Problem: Line count for "warn": give the number of lines in the records below that hold it, and nothing else.

Exercise materials:

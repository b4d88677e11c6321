// ABOUTME: Line-delimited stdio transport for MCP JSON-RPC messages
// ABOUTME: Reads one request per line, writes one response per line, until EOF
//
// SPDX-License-Identifier: MIT OR Apache-2.0
// Copyright (c) 2025 Pierre Fitness Intelligence

use super::mcp_request_processor::McpRequestProcessor;
use super::protocol::{McpError, McpResponse};
use crate::errors::AppResult;
use serde_json::Value;
use tokio::io::{AsyncBufRead, AsyncBufReadExt, AsyncWrite, AsyncWriteExt, BufReader};
use tracing::{debug, info, warn};

/// Stdio transport for MCP communication.
///
/// Requests are handled strictly in arrival order, one at a time.
pub struct StdioTransport {
    processor: McpRequestProcessor,
}

impl StdioTransport {
    /// Creates a new stdio transport instance
    #[must_use]
    pub const fn new(processor: McpRequestProcessor) -> Self {
        Self { processor }
    }

    /// Serve the process's stdin/stdout until stdin closes
    ///
    /// # Errors
    /// Returns an error if reading stdin or writing stdout fails
    pub async fn run(&self) -> AppResult<()> {
        info!("MCP stdio transport ready - listening on stdin/stdout");
        let stdin = BufReader::new(tokio::io::stdin());
        let mut stdout = tokio::io::stdout();
        self.serve(stdin, &mut stdout).await
    }

    /// Serve any line-oriented reader/writer pair until the reader hits EOF
    ///
    /// A line that is not valid UTF-8 is answered with a parse error and the
    /// loop keeps going.
    ///
    /// # Errors
    /// Returns an error if reading or writing fails
    pub async fn serve<R, W>(&self, mut reader: R, writer: &mut W) -> AppResult<()>
    where
        R: AsyncBufRead + Unpin,
        W: AsyncWrite + Unpin,
    {
        let mut buffer = Vec::new();

        loop {
            buffer.clear();
            if reader.read_until(b'\n', &mut buffer).await? == 0 {
                break;
            }

            let response = match std::str::from_utf8(&buffer) {
                Ok(line) if line.trim().is_empty() => continue,
                Ok(line) => self.processor.handle_line(line.trim_end()).await,
                Err(e) => {
                    warn!("Received a line that is not valid UTF-8: {}", e);
                    Some(McpResponse::error(Value::Null, McpError::parse_error()))
                }
            };

            if let Some(response) = response {
                let mut encoded = serde_json::to_string(&response)?;
                encoded.push('\n');
                writer.write_all(encoded.as_bytes()).await?;
                writer.flush().await?;
            }
        }

        debug!("stdin closed, stopping stdio transport");
        Ok(())
    }
}
// ABOUTME: Application constants re-exported from oura-core plus environment-driven overrides
// ABOUTME: Resolves the announced MCP protocol version at runtime
//
// SPDX-License-Identifier: MIT OR Apache-2.0
// Copyright (c) 2025 Pierre Fitness Intelligence

pub use oura_core::constants::{defaults, env_vars, errors, json_fields, oura_api, tools};

/// Protocol constants with runtime overrides
pub mod protocol {
    pub use oura_core::constants::protocol::*;

    use super::env_vars;
    use std::env;

    /// Default MCP protocol version, overridable via `MCP_PROTOCOL_VERSION`
    #[must_use]
    pub fn mcp_protocol_version() -> String {
        env::var(env_vars::MCP_PROTOCOL_VERSION)
            .ok()
            .filter(|v| !v.trim().is_empty())
            .unwrap_or_else(|| MCP_PROTOCOL_VERSION.to_owned())
    }

    /// Version to announce in reply to a client's `initialize`.
    ///
    /// Echoes the client's version when this server speaks it, otherwise
    /// falls back to [`mcp_protocol_version`].
    #[must_use]
    pub fn negotiate_protocol_version(requested: Option<&str>) -> String {
        match requested {
            Some(version) if SUPPORTED_PROTOCOL_VERSIONS.contains(&version) => version.to_owned(),
            _ => mcp_protocol_version(),
        }
    }
}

Answer to this exercise: 2